SoftPOS is gaining traction in the Point of Sale market.
While SoftPOS isn’t new — small merchants and payment brands have been piloting mobile applications to accept contactless payments for a few years now — it’s never been fully adopted by the larger market because there has been no appropriate industry-wide standard by PCI for SoftPos. This is expected to change later this year; when the new industry standard by PCI, MPoC (Mobile Payments on COTS) is expected to be introduced.
With SoftPOS on the brink of large market adoption, now is the time to think seriously about how to secure your SoftPOS solution in preparation for PCI MPoC certification.
What is SoftPOS?
SoftPOS is, simply, the practice of using a smartphone to accept contactless cards and mobile payments via a mobile application. SoftPOS has been in an early adopter phase since 2017 and has been growing in momentum ever since with solution providers like MyPinPad, Rubean, VivaWallet, PayFelix, and recently even Apple announcing a SoftPOS solution.
SoftPOS solutions are predominantly available for Android devices; Apple does not provide access to its contactless interface (NFC) to third-party app developers. While Apple did acquire Mobeewave – one of the first SoftPOS solution providers – in 2020, it was only recently that Apple disclosed further details of its Tap to Pay on iPhone solution for large payment platform providers like Stripe and Adyen.
While SoftPOS enables any merchant to accept electronic (card or mobile-based) payments instead of cash, moving from traditional hardware-based POS technology to SoftPOS solutions comes with a challenge: security.
Securing SoftPOS: The difference between traditional payment terminals and SoftPOS
Traditionally, in-person POS technology has been limited to hardware devices, the physical Point of Sale terminals. These physical payment terminals are purpose-built; the only thing they do is process transactions. POS terminals were designed and built with security in mind and relied primarily on hardware security provided by the platform. While there are always ways to compromise such payment terminals, those attack vectors were tested against the PCI-PTS requirements which have a strong focus on hardware security. Over time, these purpose-built payment terminals evolved and transitioned to Android-based platforms, widening the attack surface from predominantly hardware attacks to also software and mobile attacks.
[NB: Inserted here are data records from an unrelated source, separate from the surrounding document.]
use crate::ai::Difficulty;
use crate::config::AppConfig;
use crate::error::MoveError;
use crate::game::{GameStatus, COLS};
use crate::session::{Session, SessionEvent};
use crossterm::event::{self, Event, KeyCode, KeyEvent, KeyEventKind};
use ratatui::{backend::Backend, Terminal};
use std::io;
use std::sync::mpsc::Receiver;
use std::time::{Duration, Instant};

pub struct App {
    session: Session,
    events: Receiver<SessionEvent>,
    selected_column: usize,
    should_quit: bool,
    message: Option<String>,
    machine_delay: Duration,
    pending_since: Option<Instant>,
}

impl App {
    pub fn new(config: &AppConfig) -> Self {
        let mut session = Session::new(config);
        let events = session.subscribe();
        App {
            session,
            events,
            selected_column: COLS / 2, // Start in middle
            should_quit: false,
            message: None,
            machine_delay: Duration::from_millis(config.game.machine_delay_ms),
            pending_since: None,
        }
    }

    /// Main application loop
    pub fn run<B: Backend>(&mut self, terminal: &mut Terminal<B>) -> io::Result<()> {
        loop {
            terminal.draw(|f| self.render(f))?;

            if self.should_quit {
                break;
            }

            self.drive_machine();
            self.handle_events()?;
        }
        Ok(())
    }

    /// Run the pending machine reply once it has been on screen long enough.
    fn drive_machine(&mut self) {
        if !self.session.has_pending_machine_move() {
            self.pending_since = None;
            return;
        }

        let since = *self.pending_since.get_or_insert_with(Instant::now);
        if since.elapsed() < self.machine_delay {
            return;
        }

        self.pending_since = None;
        if let Some(Err(err)) = self.session.run_pending_machine_move() {
            self.message = Some(format!("Machine move failed: {err}"));
        }
        self.drain_events();
    }

    /// Handle keyboard events
    fn handle_events(&mut self) -> io::Result<()> {
        if event::poll(Duration::from_millis(50))? {
            if let Event::Key(key) = event::read()? {
                if key.kind == KeyEventKind::Press {
                    self.handle_key(key);
                }
            }
        }
        Ok(())
    }

    /// Handle key press
    fn handle_key(&mut self, key: KeyEvent) {
        match key.code {
            KeyCode::Char('q') | KeyCode::Esc => {
                self.should_quit = true;
            }
            KeyCode::Left => {
                self.selected_column = self.selected_column.saturating_sub(1);
            }
            KeyCode::Right => {
                if self.selected_column + 1 < COLS {
                    self.selected_column += 1;
                }
            }
            KeyCode::Enter | KeyCode::Char(' ') => {
                self.drop_piece();
            }
            KeyCode::Char('r') => {
                self.session.reset();
                self.selected_column = COLS / 2;
                self.drain_events();
            }
            KeyCode::Char('m') => {
                // Switching opponents starts a fresh game.
                let mode = self.session.mode().toggled();
                self.session.set_mode(mode);
                self.session.reset();
                self.drain_events();
                self.message = Some(format!("{} - new game started!", mode.label()));
            }
            KeyCode::Char(c @ '1'..='3') => {
                let difficulty = Difficulty::ALL[(c as u8 - b'1') as usize];
                self.session.set_difficulty(difficulty);
                self.message = Some(format!("Difficulty set to {difficulty}"));
            }
            _ => {}
        }
    }

    /// Drop piece in selected column
    fn drop_piece(&mut self) {
        match self.session.attempt_human_move(self.selected_column) {
            Ok(_) => self.drain_events(),
            Err(MoveError::GameOver) => {
                self.message = Some("Game over! Press 'r' to restart.".to_string());
            }
            Err(MoveError::IllegalTurn) => {
                self.message = Some("Wait for the machine to move.".to_string());
            }
            Err(err) => {
                self.message = Some(format!("Cannot drop there: {err}"));
            }
        }
    }

    /// Turn session events into the status line.
    fn drain_events(&mut self) {
        for event in self.events.try_iter() {
            self.message = Some(match event {
                SessionEvent::TokenPlaced { col, player, .. } => {
                    format!("{} dropped into column {}", player.name(), col + 1)
                }
                SessionEvent::GameEnded(GameStatus::Won(player)) => {
                    format!("{} wins! Press 'r' to play again.", player.name())
                }
                SessionEvent::GameEnded(_) => "It's a draw! Press 'r' to play again.".to_string(),
                SessionEvent::Reset => "New game started!".to_string(),
            });
        }
    }

    /// Render the UI
    fn render(&self, frame: &mut ratatui::Frame) {
        super::game_view::render(frame, &self.session, self.selected_column, &self.message);
    }
}
use std::io;
use std::path::PathBuf;

use anyhow::{Context, Result};
use clap::Parser;
use crossterm::{
    execute,
    terminal::{disable_raw_mode, enable_raw_mode, EnterAlternateScreen, LeaveAlternateScreen},
};
use drop_four::ai::Difficulty;
use drop_four::config::AppConfig;
use drop_four::session::OpponentMode;
use drop_four::ui::App;
use ratatui::{backend::CrosstermBackend, Terminal};

/// Play Connect Four in the terminal.
#[derive(Parser)]
#[command(name = "drop-four", about = "Play Connect Four against a human or the machine")]
struct Cli {
    /// Path to TOML configuration file
    #[arg(long, default_value = "drop_four.toml")]
    config: PathBuf,

    /// Override machine difficulty: easy, medium or hard
    #[arg(long)]
    difficulty: Option<Difficulty>,

    /// Override opponent mode: human-vs-human or human-vs-machine
    #[arg(long)]
    mode: Option<OpponentMode>,

    /// Log to stderr at this level (redirect stderr away from the terminal)
    #[arg(long)]
    log_level: Option<log::Level>,
}

fn main() {
    if let Err(err) = run() {
        eprintln!("Error: {err:#}");
        std::process::exit(1);
    }
}

fn run() -> Result<()> {
    let cli = Cli::parse();

    if let Some(level) = cli.log_level {
        simple_logger::init_with_level(level).context("installing logger")?;
    }

    let mut config = AppConfig::load_or_default(&cli.config)
        .with_context(|| format!("loading config from {}", cli.config.display()))?;
    if let Some(difficulty) = cli.difficulty {
        config.game.difficulty = difficulty;
    }
    if let Some(mode) = cli.mode {
        config.game.mode = mode;
    }

    run_terminal(&config).context("running terminal UI")
}

fn run_terminal(config: &AppConfig) -> io::Result<()> {
    // Setup terminal
    enable_raw_mode()?;
    let mut stdout = io::stdout();
    execute!(stdout, EnterAlternateScreen)?;
    let backend = CrosstermBackend::new(stdout);
    let mut terminal = Terminal::new(backend)?;

    // Create app and run
    let mut app = App::new(config);
    let res = app.run(&mut terminal);

    // Restore terminal — always runs, even on error
    let _ = disable_raw_mode();
    let _ = execute!(terminal.backend_mut(), LeaveAlternateScreen);
    let _ = terminal.show_cursor();

    res
}
use std::path::PathBuf;

/// Reasons a move is rejected. No state changes when one of these is returned.
#[derive(Debug, Clone, Copy, PartialEq, Eq, thiserror::Error)]
pub enum MoveError {
    #[error("column {0} is outside the board")]
    InvalidColumn(usize),

    #[error("column {0} is full")]
    ColumnFull(usize),

    #[error("it is not this player's turn")]
    IllegalTurn,

    #[error("the game is over; reset to play again")]
    GameOver,
}

/// Errors produced when parsing a board from its text form.
#[derive(Debug, Clone, PartialEq, Eq, thiserror::Error)]
pub enum ParseBoardError {
    #[error("expected {expected} rows, found {found}")]
    RowCount { expected: usize, found: usize },

    #[error("row {row} has {found} cells, expected {expected}")]
    RowLength {
        row: usize,
        expected: usize,
        found: usize,
    },

    #[error("unknown cell character '{ch}' at row {row}, column {col}")]
    UnknownCell { ch: char, row: usize, col: usize },

    #[error("token at row {row}, column {col} has an empty cell below it")]
    FloatingToken { row: usize, col: usize },
}

/// Errors that can occur when loading configuration.
#[derive(Debug, thiserror::Error)]
pub enum ConfigError {
    #[error("failed to read config file {path}: {source}")]
    FileRead {
        path: PathBuf,
        source: std::io::Error,
    },

    #[error("failed to parse TOML: {0}")]
    TomlParse(#[from] toml::de::Error),

    #[error("config validation error: {0}")]
    Validation(String),
}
SoftPOS makes this evolution complete, as it marks the transition from purpose-built hardware secured solutions, to pure software-based mobile applications on consumer smartphones.
SoftPOS solutions run on many different models of smartphones, comprising different underlying hardware and software, making its security a different story entirely from traditional POS terminals. Whereas with the traditional hardware-based payment terminal the platform was considered ‘trusted’, smartphones are a popular target for cybercriminals and are very much “not trusted.” According to Zimperium’s most recent Mobile Threat report, 2021 saw a 466% increase in exploited zero-day mobile vulnerabilities. Mobile malware has also been on the rise, with more than 2 million new strains in 2021.
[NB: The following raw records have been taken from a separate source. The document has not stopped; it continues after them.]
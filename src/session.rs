//! Game session: owns the live board, turn, status and running scores, and
//! mediates between human moves and machine moves.
//!
//! The machine reply to a human move is deferred. After the human move the
//! session only marks a machine move as pending and returns, so the caller can
//! show the human move first; the caller then runs the reply with
//! [`Session::run_pending_machine_move`]. While a reply is pending, human
//! moves are rejected with [`MoveError::IllegalTurn`].

use std::str::FromStr;
use std::sync::mpsc;

use log::{debug, info};
use serde::{Deserialize, Serialize};

use crate::ai::{Difficulty, MovePolicy};
use crate::config::AppConfig;
use crate::error::MoveError;
use crate::game::{Board, GameState, GameStatus, Placement, Player};

/// Seat played by the machine in human-vs-machine mode.
pub const MACHINE_PLAYER: Player = Player::Two;

#[derive(Debug, Clone, Copy, PartialEq, Eq, Hash, Default, Serialize, Deserialize)]
#[serde(rename_all = "kebab-case")]
pub enum OpponentMode {
    #[default]
    HumanVsHuman,
    HumanVsMachine,
}

impl OpponentMode {
    pub fn toggled(self) -> Self {
        match self {
            OpponentMode::HumanVsHuman => OpponentMode::HumanVsMachine,
            OpponentMode::HumanVsMachine => OpponentMode::HumanVsHuman,
        }
    }

    pub fn label(self) -> &'static str {
        match self {
            OpponentMode::HumanVsHuman => "Human vs Human",
            OpponentMode::HumanVsMachine => "Human vs Machine",
        }
    }
}

impl FromStr for OpponentMode {
    type Err = String;

    fn from_str(s: &str) -> Result<Self, Self::Err> {
        match s.to_ascii_lowercase().as_str() {
            "human-vs-human" | "hvh" => Ok(OpponentMode::HumanVsHuman),
            "human-vs-machine" | "hvm" => Ok(OpponentMode::HumanVsMachine),
            other => Err(format!(
                "unknown mode '{other}' (expected 'human-vs-human' or 'human-vs-machine')"
            )),
        }
    }
}

/// Decisive games won by each player since the session was created.
/// Resets of the board leave these alone.
#[derive(Debug, Clone, Copy, Default, PartialEq, Eq)]
pub struct Scores {
    pub player_one: u32,
    pub player_two: u32,
}

impl Scores {
    pub fn get(&self, player: Player) -> u32 {
        match player {
            Player::One => self.player_one,
            Player::Two => self.player_two,
        }
    }

    fn record_win(&mut self, player: Player) {
        match player {
            Player::One => self.player_one += 1,
            Player::Two => self.player_two += 1,
        }
    }
}

/// Result of an accepted move.
#[derive(Debug, Clone, Copy, PartialEq, Eq)]
pub enum MoveOutcome {
    Applied(Placement),
    GameEnded(Placement, GameStatus),
}

impl MoveOutcome {
    pub fn placement(&self) -> Placement {
        match *self {
            MoveOutcome::Applied(placement) | MoveOutcome::GameEnded(placement, _) => placement,
        }
    }
}

/// Notifications for observers such as a renderer or a sound player.
#[derive(Debug, Clone, Copy, PartialEq, Eq)]
pub enum SessionEvent {
    TokenPlaced { row: usize, col: usize, player: Player },
    GameEnded(GameStatus),
    Reset,
}

pub struct Session {
    state: GameState,
    scores: Scores,
    mode: OpponentMode,
    difficulty: Difficulty,
    policy: MovePolicy,
    pending_machine_move: bool,
    subscribers: Vec<mpsc::Sender<SessionEvent>>,
}

impl Session {
    pub fn new(config: &AppConfig) -> Self {
        let policy = match config.game.seed {
            Some(seed) => MovePolicy::with_seed(config.search.depth, seed),
            None => MovePolicy::new(config.search.depth),
        };
        Self::with_policy(config, policy)
    }

    /// Session whose random choices are reproducible.
    pub fn with_seed(config: &AppConfig, seed: u64) -> Self {
        Self::with_policy(config, MovePolicy::with_seed(config.search.depth, seed))
    }

    fn with_policy(config: &AppConfig, policy: MovePolicy) -> Self {
        let mut session = Session {
            state: GameState::initial(),
            scores: Scores::default(),
            mode: config.game.mode,
            difficulty: config.game.difficulty,
            policy,
            pending_machine_move: false,
            subscribers: Vec::new(),
        };
        session.schedule_machine_move();
        session
    }

    /// Register an observer. Dropping the receiver unsubscribes it.
    pub fn subscribe(&mut self) -> mpsc::Receiver<SessionEvent> {
        let (tx, rx) = mpsc::channel();
        self.subscribers.push(tx);
        rx
    }

    fn emit(&mut self, event: SessionEvent) {
        self.subscribers.retain(|tx| tx.send(event).is_ok());
    }

    /// Start a new game. Scores carry over. If the machine holds the first
    /// turn, its move is scheduled.
    pub fn reset(&mut self) {
        self.state = GameState::initial();
        self.pending_machine_move = false;
        self.emit(SessionEvent::Reset);
        self.schedule_machine_move();
    }

    pub fn board(&self) -> &Board {
        self.state.board()
    }

    pub fn status(&self) -> GameStatus {
        self.state.status()
    }

    pub fn current_player(&self) -> Player {
        self.state.current_player()
    }

    pub fn scores(&self) -> Scores {
        self.scores
    }

    pub fn mode(&self) -> OpponentMode {
        self.mode
    }

    pub fn difficulty(&self) -> Difficulty {
        self.difficulty
    }

    /// Takes effect on the next machine decision.
    pub fn set_difficulty(&mut self, difficulty: Difficulty) {
        self.difficulty = difficulty;
    }

    /// Takes effect from the current turn on: a pending reply is dropped when
    /// switching to human-vs-human, and scheduled when switching to
    /// human-vs-machine while it is the machine's turn.
    pub fn set_mode(&mut self, mode: OpponentMode) {
        self.mode = mode;
        self.pending_machine_move = false;
        self.schedule_machine_move();
    }

    pub fn has_pending_machine_move(&self) -> bool {
        self.pending_machine_move
    }

    fn is_machine_turn(&self) -> bool {
        self.mode == OpponentMode::HumanVsMachine
            && !self.state.is_terminal()
            && self.state.current_player() == MACHINE_PLAYER
    }

    fn schedule_machine_move(&mut self) {
        if self.is_machine_turn() {
            self.pending_machine_move = true;
        }
    }

    /// Apply a move for whoever holds the turn, provided that is a human.
    pub fn attempt_human_move(&mut self, col: usize) -> Result<MoveOutcome, MoveError> {
        if self.state.is_terminal() {
            return Err(MoveError::GameOver);
        }
        if self.pending_machine_move || self.is_machine_turn() {
            return Err(MoveError::IllegalTurn);
        }
        self.apply_turn(col)
    }

    /// Run the deferred machine reply, if one is pending. Returns `None`
    /// when nothing was pending. Each scheduled reply runs at most once.
    pub fn run_pending_machine_move(&mut self) -> Option<Result<MoveOutcome, MoveError>> {
        if !std::mem::take(&mut self.pending_machine_move) || !self.is_machine_turn() {
            return None;
        }
        let col = self
            .policy
            .select(self.difficulty, self.state.board(), MACHINE_PLAYER)?;
        Some(self.apply_turn(col))
    }

    fn apply_turn(&mut self, col: usize) -> Result<MoveOutcome, MoveError> {
        let placement = self.state.apply_move_mut(col)?;
        debug!(
            "{} dropped into column {} (row {})",
            placement.player.name(),
            placement.col,
            placement.row
        );
        self.emit(SessionEvent::TokenPlaced {
            row: placement.row,
            col: placement.col,
            player: placement.player,
        });

        let status = self.state.status();
        match status {
            GameStatus::InProgress => {
                self.schedule_machine_move();
                Ok(MoveOutcome::Applied(placement))
            }
            GameStatus::Won(winner) => {
                self.scores.record_win(winner);
                info!(
                    "{} wins; score {}-{}",
                    winner.name(),
                    self.scores.player_one,
                    self.scores.player_two
                );
                self.emit(SessionEvent::GameEnded(status));
                Ok(MoveOutcome::GameEnded(placement, status))
            }
            GameStatus::Draw => {
                info!("game drawn");
                self.emit(SessionEvent::GameEnded(status));
                Ok(MoveOutcome::GameEnded(placement, status))
            }
        }
    }
}

#[cfg(test)]
mod tests {
    use super::*;
    use crate::game::Cell;

    fn session(mode: OpponentMode, difficulty: Difficulty) -> Session {
        let mut config = AppConfig::default();
        config.game.mode = mode;
        config.game.difficulty = difficulty;
        Session::with_seed(&config, 1)
    }

    #[test]
    fn scores_are_read_per_player() {
        let mut scores = Scores::default();
        scores.record_win(Player::Two);
        scores.record_win(Player::Two);
        scores.record_win(Player::One);
        assert_eq!(scores.get(Player::One), 1);
        assert_eq!(scores.get(Player::Two), 2);
        assert_eq!(scores.get(Player::One), scores.player_one);
    }

    #[test]
    fn new_session_is_fresh() {
        let session = Session::with_seed(&AppConfig::default(), 1);
        assert_eq!(session.status(), GameStatus::InProgress);
        assert_eq!(session.current_player(), Player::One);
        assert_eq!(session.scores(), Scores::default());
        assert!(!session.has_pending_machine_move());
        assert_eq!(session.board().token_count(), 0);
    }

    #[test]
    fn human_move_defers_machine_reply() {
        let mut session = session(OpponentMode::HumanVsMachine, Difficulty::Medium);
        let outcome = session.attempt_human_move(0).unwrap();
        assert_eq!(
            outcome,
            MoveOutcome::Applied(Placement {
                row: 5,
                col: 0,
                player: Player::One
            })
        );

        // Nothing played for the machine yet.
        assert_eq!(session.board().token_count(), 1);
        assert!(session.has_pending_machine_move());
        assert_eq!(session.current_player(), Player::Two);

        // Human cannot move while the reply is pending.
        let before = *session.board();
        assert_eq!(session.attempt_human_move(1), Err(MoveError::IllegalTurn));
        assert_eq!(*session.board(), before);

        let reply = session.run_pending_machine_move().unwrap().unwrap();
        assert_eq!(reply.placement().player, Player::Two);
        assert_eq!(reply.placement().col, 3);
        assert!(!session.has_pending_machine_move());
        assert_eq!(session.current_player(), Player::One);

        // The reply ran exactly once.
        assert_eq!(session.run_pending_machine_move(), None);
        assert_eq!(session.board().token_count(), 2);
    }

    #[test]
    fn human_vs_human_alternates() {
        let mut session = session(OpponentMode::HumanVsHuman, Difficulty::Medium);
        session.attempt_human_move(2).unwrap();
        assert!(!session.has_pending_machine_move());
        assert_eq!(session.current_player(), Player::Two);
        session.attempt_human_move(2).unwrap();
        assert_eq!(session.board().get(4, 2), Cell::Occupied(Player::Two));
        assert_eq!(session.current_player(), Player::One);
    }

    #[test]
    fn invalid_moves_are_rejected_without_change() {
        let mut session = session(OpponentMode::HumanVsHuman, Difficulty::Easy);
        for _ in 0..6 {
            session.attempt_human_move(5).unwrap();
        }
        let before = *session.board();
        let player = session.current_player();
        assert_eq!(session.attempt_human_move(5), Err(MoveError::ColumnFull(5)));
        assert_eq!(session.attempt_human_move(7), Err(MoveError::InvalidColumn(7)));
        assert_eq!(*session.board(), before);
        assert_eq!(session.current_player(), player);
    }

    #[test]
    fn terminal_state_rejects_moves_until_reset() {
        let mut session = session(OpponentMode::HumanVsHuman, Difficulty::Easy);
        for col in [0, 1, 0, 1, 0, 1, 0] {
            session.attempt_human_move(col).unwrap();
        }
        assert_eq!(session.status(), GameStatus::Won(Player::One));
        assert_eq!(session.attempt_human_move(3), Err(MoveError::GameOver));

        session.reset();
        assert_eq!(session.status(), GameStatus::InProgress);
        assert_eq!(session.current_player(), Player::One);
        assert_eq!(session.board().token_count(), 0);
        assert_eq!(session.scores().player_one, 1);
        assert!(session.attempt_human_move(3).is_ok());
    }

    #[test]
    fn events_are_published() {
        let mut session = session(OpponentMode::HumanVsHuman, Difficulty::Easy);
        let events = session.subscribe();
        session.attempt_human_move(4).unwrap();
        session.reset();

        let received: Vec<SessionEvent> = events.try_iter().collect();
        assert_eq!(
            received,
            vec![
                SessionEvent::TokenPlaced {
                    row: 5,
                    col: 4,
                    player: Player::One
                },
                SessionEvent::Reset,
            ]
        );
    }

    #[test]
    fn dropped_subscribers_are_pruned() {
        let mut session = session(OpponentMode::HumanVsHuman, Difficulty::Easy);
        let events = session.subscribe();
        drop(events);
        session.attempt_human_move(0).unwrap();
        assert!(session.subscribers.is_empty());
    }

    #[test]
    fn switching_modes_mid_turn() {
        let mut session = session(OpponentMode::HumanVsHuman, Difficulty::Medium);
        session.attempt_human_move(0).unwrap();
        assert!(!session.has_pending_machine_move());

        // Player Two's turn: the machine takes over that seat.
        session.set_mode(OpponentMode::HumanVsMachine);
        assert!(session.has_pending_machine_move());
        assert_eq!(session.attempt_human_move(1), Err(MoveError::IllegalTurn));

        // Switching back drops the pending reply and hands the seat to a human.
        session.set_mode(OpponentMode::HumanVsHuman);
        assert!(!session.has_pending_machine_move());
        assert_eq!(session.run_pending_machine_move(), None);
        assert!(session.attempt_human_move(1).is_ok());
    }

    #[test]
    fn difficulty_change_applies_to_next_decision() {
        let mut session = session(OpponentMode::HumanVsMachine, Difficulty::Easy);
        session.set_difficulty(Difficulty::Medium);
        session.attempt_human_move(0).unwrap();
        assert_eq!(session.difficulty(), Difficulty::Medium);
        // Medium on a quiet board always takes the center.
        let reply = session.run_pending_machine_move().unwrap().unwrap();
        assert_eq!(reply.placement().col, 3);
    }

    #[test]
    fn mode_toggles() {
        assert_eq!(
            OpponentMode::HumanVsHuman.toggled(),
            OpponentMode::HumanVsMachine
        );
        assert_eq!(OpponentMode::default(), OpponentMode::HumanVsHuman);
        assert_eq!("hvh".parse::<OpponentMode>(), Ok(OpponentMode::HumanVsHuman));
        assert_eq!(
            "human-vs-machine".parse::<OpponentMode>(),
            Ok(OpponentMode::HumanVsMachine)
        );
        assert!("solo".parse::<OpponentMode>().is_err());
    }
}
In other words, with SoftPOS, the underlying platform provided by the smartphone can’t be considered ‘trusted’ and as a result, the SoftPOS application can’t rely on the security of the device or its mobile platform operating system. This should not come as a surprise as smartphones, in contrast to payment terminals, have not been designed, developed, or secured as payment terminals. There are also numerous examples of zero-day and remote exploits for both Android and iOS smartphones, including exploits that impact the hardware-based security, source code, and Trusted Execution Environments (TEEs) inside these devices.
And of course, the stakes are high. If a SoftPOS app is compromised, the scalability of attacks increases the scale of potential fraud, impacting both consumers and merchants.
To guard against attacks and subsequent fraud, SoftPOS solutions need to be resistant to all relevant attacks and threat actors, including malware, criminal organizations, remote attackers, and malicious actors with physical access to the device running the SoftPOS app. If the SoftPOS app is inadequately protected, the solutions can be abused in several ways as described earlier by the PCI Accredited Security Lab Riscure. Examples include consumers or attackers faking or refunding payments, merchants performing unauthorized transactions, collection of card data for Card-Not-Present Fraud (CNPF), and blocking merchant accounts.
Securing SoftPOS solutions is not an easy task. Doing so requires a thorough understanding of the solution, its design, and the security technologies as well as the expertise to implement it with your engineers. In theory, SoftPOS solution developers have three main technologies available to help secure their SoftPOS app:
- Software-based security technology
- Trusted Execution Environment (TEE)
- Secure Element (SE)
In practice, however, hardware-based technology, such as TEEs and SEs, has proven to be restricted to smartphone OEMs as common application developers don’t have access to this technology. In addition to the lack of access, fragmentation of the hardware-based technology has led most SoftPOS developers to secure their solution with software-based security technology to be able to offer extensive support for many different device brands and smartphone models.
What does the PCI MPoC standard mean for your SoftPOS app?
In contrast to the existing PCI SPoC and CPoC standards, the upcoming Mobile Payments on Cots (MPoC) standard introduces modularity, new certification options, and new use cases, including support for software PIN without the need for an SCRP (Secure Card Reader for PIN), offline transactions and certification of components.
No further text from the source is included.